Существенный прогресс был достигнут в определении механизма митохондриальной редактирования РНК в трипаносом. Точно так же, значительный прогресс был достигнут в выявлении компоненты editosome комплекса, которые катализируют редактирование РНК. Тем не менее, он по-прежнему не ясно, как эти белки работают вместе. Химические соединения, полученные с экрана высокой пропускной против editosome может блокировать или повлиять на один или более этапов в цикле редактирования. Таким образом, выявление новых химических соединений будет генерировать ценные молекулярные зонды для рассечения функцию editosome и сборку. В предыдущих исследованиях, в пробирке редактирования анализы проводились с использованием радиоактивно меченного РНК. Эти анализы требуют много времени, неэффективны и не подходят для целей высокой пропускной. Здесь, однородная флуоресценции основе "смешивать и измерения" молот рибозим в пробирке репортер анализа для мониторинга редактирование РНК, представлена. Только как следствие редактирования РНКмолот рибозим флуоресцентного резонансного переноса энергии (FRET) олигорибонуклеотид субстрат подвергают расщеплению. Это в свою очередь приводит к разделению флуорофора от гасителя с получением таким образом сигнал. В противоположность этому, когда функция editosome ингибируется, сигнал флуоресценции будет гасили. Это очень чувствительный и простой анализ, который должны широко применяться для мониторинга в пробирке редактирования РНК или высокопроизводительного скрининга химических веществ, которые могут препятствовать функцию editosome.

Введение

Процесс редактирования РНК, пост-транскрипционного модификации мРНК, был впервые обнаружен в trypanosomatids 1. С тех пор, значительная работа была проведена в изучении механизма за редактирование РНК в Trypanosoma brucei 2,3. В серии ферментативных реакций, editosome, основной комплекс около 20 белков, создает зрелых митохондриальных мРНК для нескольких компонентов генерирующего энергию окислительного фосфорилирования системы. Порядок каталитических событий эндонуклеолитического декольте, uridylate (U) добавление или удаление, и перевязки, как это диктуется направляющих РНК (gRNAs) 4.
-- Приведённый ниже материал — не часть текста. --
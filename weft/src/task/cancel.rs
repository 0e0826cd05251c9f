use crate::task::{Id, Task, current};
use std::fmt;
use std::sync::Arc;
use std::sync::atomic::{AtomicBool, AtomicU8, AtomicU32, Ordering};

/// Why cancellation of a task was requested. The first request wins, later
/// requests keep the first reason.
#[repr(u8)]
#[derive(Debug, Clone, Copy, PartialEq, Eq, Hash, Default)]
pub enum CancellationReason {
    #[default]
    None = 0,

    /// [`TaskHandle::cancel`](crate::task::TaskHandle::cancel) or a
    /// [`TaskCancellationToken`].
    UserRequest = 1,

    /// Rejected by the task processor admission control.
    Overload = 2,

    /// The task-level deadline expired.
    Deadline = 3,

    /// The task processor is shutting down.
    Shutdown = 4,

    /// The last handle to the task was dropped without detaching it.
    Abandoned = 5,
}

impl CancellationReason {
    fn from_u8(val: u8) -> CancellationReason {
        match val {
            1 => CancellationReason::UserRequest,
            2 => CancellationReason::Overload,
            3 => CancellationReason::Deadline,
            4 => CancellationReason::Shutdown,
            5 => CancellationReason::Abandoned,
            _ => CancellationReason::None,
        }
    }
}

impl fmt::Display for CancellationReason {
    fn fmt(&self, f: &mut fmt::Formatter<'_>) -> fmt::Result {
        let s = match self {
            CancellationReason::None => "not cancelled",
            CancellationReason::UserRequest => "user request",
            CancellationReason::Overload => "task processor overload",
            CancellationReason::Deadline => "deadline",
            CancellationReason::Shutdown => "task processor shutdown",
            CancellationReason::Abandoned => "task handle dropped",
        };
        f.write_str(s)
    }
}

/// Cancellation bookkeeping of a single task.
#[derive(Debug, Default)]
pub(crate) struct CancelState {
    reason: AtomicU8,

    /// Set once the task body saw the request through `should_cancel`, a
    /// cancellation point or an interrupted wait.
    observed: AtomicBool,

    /// Number of live `CancellationBlocker`s. Only touched by the task itself.
    blockers: AtomicU32,
}

impl CancelState {
    pub(crate) fn reason(&self) -> CancellationReason {
        CancellationReason::from_u8(self.reason.load(Ordering::Acquire))
    }

    pub(crate) fn is_requested(&self) -> bool {
        self.reason() != CancellationReason::None
    }

    /// Returns `true` if this call stored the reason.
    pub(crate) fn request(&self, reason: CancellationReason) -> bool {
        debug_assert_ne!(reason, CancellationReason::None);
        self.reason
            .compare_exchange(
                CancellationReason::None as u8,
                reason as u8,
                Ordering::AcqRel,
                Ordering::Acquire,
            )
            .is_ok()
    }

    pub(crate) fn is_blocked(&self) -> bool {
        self.blockers.load(Ordering::Relaxed) > 0
    }

    pub(crate) fn observe(&self) {
        self.observed.store(true, Ordering::Release);
    }

    pub(crate) fn is_observed(&self) -> bool {
        self.observed.load(Ordering::Acquire)
    }

    fn block(&self) {
        self.blockers.fetch_add(1, Ordering::Relaxed);
    }

    fn unblock(&self) {
        let prev = self.blockers.fetch_sub(1, Ordering::Relaxed);
        debug_assert!(prev > 0, "unbalanced cancellation blocker");
    }
}

/// Disables cancellation of the current task while alive.
///
/// Inside the scope [`current::should_cancel`] returns `false` and
/// cancellation requests do not interrupt suspensions. The request itself is
/// kept and becomes visible again once the blocker is dropped. Meant for
/// cleanup code that must run to completion.
///
/// # Panics
///
/// Panics if created outside of a task.
#[must_use = "cancellation is only blocked while the guard is alive"]
#[derive(Debug)]
pub struct CancellationBlocker {
    task: Arc<Task>,
}

impl CancellationBlocker {
    pub fn new() -> Self {
        let task = current::expect_current_task();
        task.cancel.block();
        Self { task }
    }
}

impl Default for CancellationBlocker {
    fn default() -> Self {
        Self::new()
    }
}

impl Drop for CancellationBlocker {
    fn drop(&mut self) {
        self.task.cancel.unblock();
    }
}

/// Cancels a task without holding its [`TaskHandle`](crate::task::TaskHandle).
///
/// Cloning the token is cheap. Tokens do not keep the task running, nor do
/// they prevent its handle from being dropped.
#[derive(Debug, Clone)]
pub struct TaskCancellationToken {
    task: Arc<Task>,
}

impl TaskCancellationToken {
    pub(crate) fn new(task: Arc<Task>) -> Self {
        Self { task }
    }

    pub fn id(&self) -> Id {
        self.task.id()
    }

    /// Requests cancellation with [`CancellationReason::UserRequest`].
    pub fn cancel(&self) {
        self.task.request_cancel(CancellationReason::UserRequest);
    }

    pub fn is_cancel_requested(&self) -> bool {
        self.task.cancel.is_requested()
    }

    pub fn reason(&self) -> CancellationReason {
        self.task.cancel.reason()
    }
}

#[cfg(test)]
mod tests {
    use super::*;

    #[test]
    fn test_first_reason_wins() {
        let state = CancelState::default();
        assert!(!state.is_requested());

        assert!(state.request(CancellationReason::Overload));
        assert!(!state.request(CancellationReason::UserRequest));
        assert!(!state.request(CancellationReason::Overload));

        assert_eq!(state.reason(), CancellationReason::Overload);
    }

    #[test]
    fn test_blockers_nest() {
        let state = CancelState::default();
        state.block();
        state.block();
        state.unblock();
        assert!(state.is_blocked());
        state.unblock();
        assert!(!state.is_blocked());
    }
}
В дополнение к основным editosome сложных белков, ряд дополнительных факторов были также определены 5-7. Эти белки в основном видели сгруппированы в независимых комплексов. Тем не менее, порядок сборки белка в editosome комплекса основного и шаблоны взаимодействия основного комплекса с аксессуаркомплексы еще предстоит определить. Ориентация на процесс редактирования РНК в trypanosomatids может обеспечить химические Диссекторы, которые помогают в изучении сборку и функцию editosome комплекса. Кроме того, функциональные исследования на нескольких editosome белков показали существенности через разных этапах жизни, что свидетельствует об их потенциал как препарат нацелен 8-12. Таким образом, найдено ингибиторы editosome может также действовать в качестве ведущих соединений против trypanosomatids. Это своевременно, как имеющиеся в настоящее время препараты против заболеваний, вызванных trypanosomatid являются токсичными, неэффективной и дорогой 13,14.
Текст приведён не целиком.